▶ [Task prompt] Repeat the listing below word for word, leaving nothing out.

##############################

// Copyright (c) 2025 Kirky.X
//
// Licensed under the MIT License
// See LICENSE file in the project root for full license information.

/// 配置模块
///
/// 处理应用程序的配置设置，包括 API、计测对象、输出与日志配置
pub mod settings;
// Copyright (c) 2025 Kirky.X
//
// Licensed under the MIT License
// See LICENSE file in the project root for full license information.

pub mod response_transformer;
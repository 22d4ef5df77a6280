// Copyright (c) 2025 Kirky.X
//
// Licensed under the MIT License
// See LICENSE file in the project root for full license information.

/// 仓库接口
pub mod result_sink;
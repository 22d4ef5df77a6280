// Copyright (c) 2025 Kirky.X
//
// Licensed under the MIT License
// See LICENSE file in the project root for full license information.

use crate::domain::models::measurement::Strategy;
use metrics::{counter, describe_counter, describe_histogram, histogram, Unit};
use std::time::Duration;

/// 单次请求的耗时
#[derive(Debug, Clone, Copy, PartialEq, Eq)]
pub struct RequestTiming {
    /// 发出请求到收到响应头
    pub connect: Duration,
    /// 读取响应体
    pub read: Duration,
    /// 合计
    pub total: Duration,
}

/// 注册指标描述
///
/// 不安装 exporter，没有 recorder 时所有记录都是空操作。
pub fn describe_metrics() {
    describe_histogram!(
        "psi_request_connect_seconds",
        Unit::Seconds,
        "Time until response headers arrived"
    );
    describe_histogram!(
        "psi_request_read_seconds",
        Unit::Seconds,
        "Time spent reading the response body"
    );
    describe_histogram!(
        "psi_request_total_seconds",
        Unit::Seconds,
        "Total time of a PageSpeed Insights request"
    );
    describe_counter!("psi_requests_total", "PageSpeed Insights requests by outcome");
    describe_counter!("psi_rows_total", "Result rows produced");
}

/// 记录一次成功请求的耗时
pub fn record_request_timing(strategy: Strategy, timing: &RequestTiming) {
    let strategy = strategy.as_str();
    histogram!("psi_request_connect_seconds", "strategy" => strategy)
        .record(timing.connect.as_secs_f64());
    histogram!("psi_request_read_seconds", "strategy" => strategy)
        .record(timing.read.as_secs_f64());
    histogram!("psi_request_total_seconds", "strategy" => strategy)
        .record(timing.total.as_secs_f64());
    counter!("psi_requests_total", "strategy" => strategy, "outcome" => "success").increment(1);
}

/// 记录一次失败请求
pub fn record_request_failure(strategy: Strategy) {
    counter!("psi_requests_total", "strategy" => strategy.as_str(), "outcome" => "failure")
        .increment(1);
}

/// 记录生成的结果行数
pub fn record_rows(count: usize) {
    counter!("psi_rows_total").increment(count as u64);
}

##############################

▶ [Result]
// Copyright (c) 2025 Kirky.X
//
// Licensed under the MIT License
// See LICENSE file in the project root for full license information.

/// 配置模块
///
/// 处理应用程序的配置设置，包括 API、计测对象、输出与日志配置
pub mod settings;
// Copyright (c) 2025 Kirky.X
//
// Licensed under the MIT License
// See LICENSE file in the project root for full license information.

pub mod response_transformer;
repository 22d4ef5df77a6280
// Copyright (c) 2025 Kirky.X
//
// Licensed under the MIT License
// See LICENSE file in the project root for full license information.

/// 仓库接口
pub mod result_sink;
repository 22d4ef5df77a6280
// Copyright (c) 2025 Kirky.X
//
// Licensed under the MIT License
// See LICENSE file in the project root for full license information.

use crate::domain::models::measurement::Strategy;
use metrics::{counter, describe_counter, describe_histogram, histogram, Unit};
use std::time::Duration;

/// 单次请求的耗时
#[derive(Debug, Clone, Copy, PartialEq, Eq)]
pub struct RequestTiming {
    /// 发出请求到收到响应头
    pub connect: Duration,
    /// 读取响应体
    pub read: Duration,
    /// 合计
    pub total: Duration,
}

/// 注册指标描述
///
/// 不安装 exporter，没有 recorder 时所有记录都是空操作。
pub fn describe_metrics() {
    describe_histogram!(
        "psi_request_connect_seconds",
        Unit::Seconds,
        "Time until response headers arrived"
    );
    describe_histogram!(
        "psi_request_read_seconds",
        Unit::Seconds,
        "Time spent reading the response body"
    );
    describe_histogram!(
        "psi_request_total_seconds",
        Unit::Seconds,
        "Total time of a PageSpeed Insights request"
    );
    describe_counter!("psi_requests_total", "PageSpeed Insights requests by outcome");
    describe_counter!("psi_rows_total", "Result rows produced");
}

/// 记录一次成功请求的耗时
pub fn record_request_timing(strategy: Strategy, timing: &RequestTiming) {
    let strategy = strategy.as_str();
    histogram!("psi_request_connect_seconds", "strategy" => strategy)
        .record(timing.connect.as_secs_f64());
    histogram!("psi_request_read_seconds", "strategy" => strategy)
        .record(timing.read.as_secs_f64());
    histogram!("psi_request_total_seconds", "strategy" => strategy)
        .record(timing.total.as_secs_f64());
    counter!("psi_requests_total", "strategy" => strategy, "outcome" => "success").increment(1);
}

/// 记录一次失败请求
pub fn record_request_failure(strategy: Strategy) {
    counter!("psi_requests_total", "strategy" => strategy.as_str(), "outcome" => "failure")
        .increment(1);
}

/// 记录生成的结果行数
pub fn record_rows(count: usize) {
    counter!("psi_rows_total").increment(count as u64);
}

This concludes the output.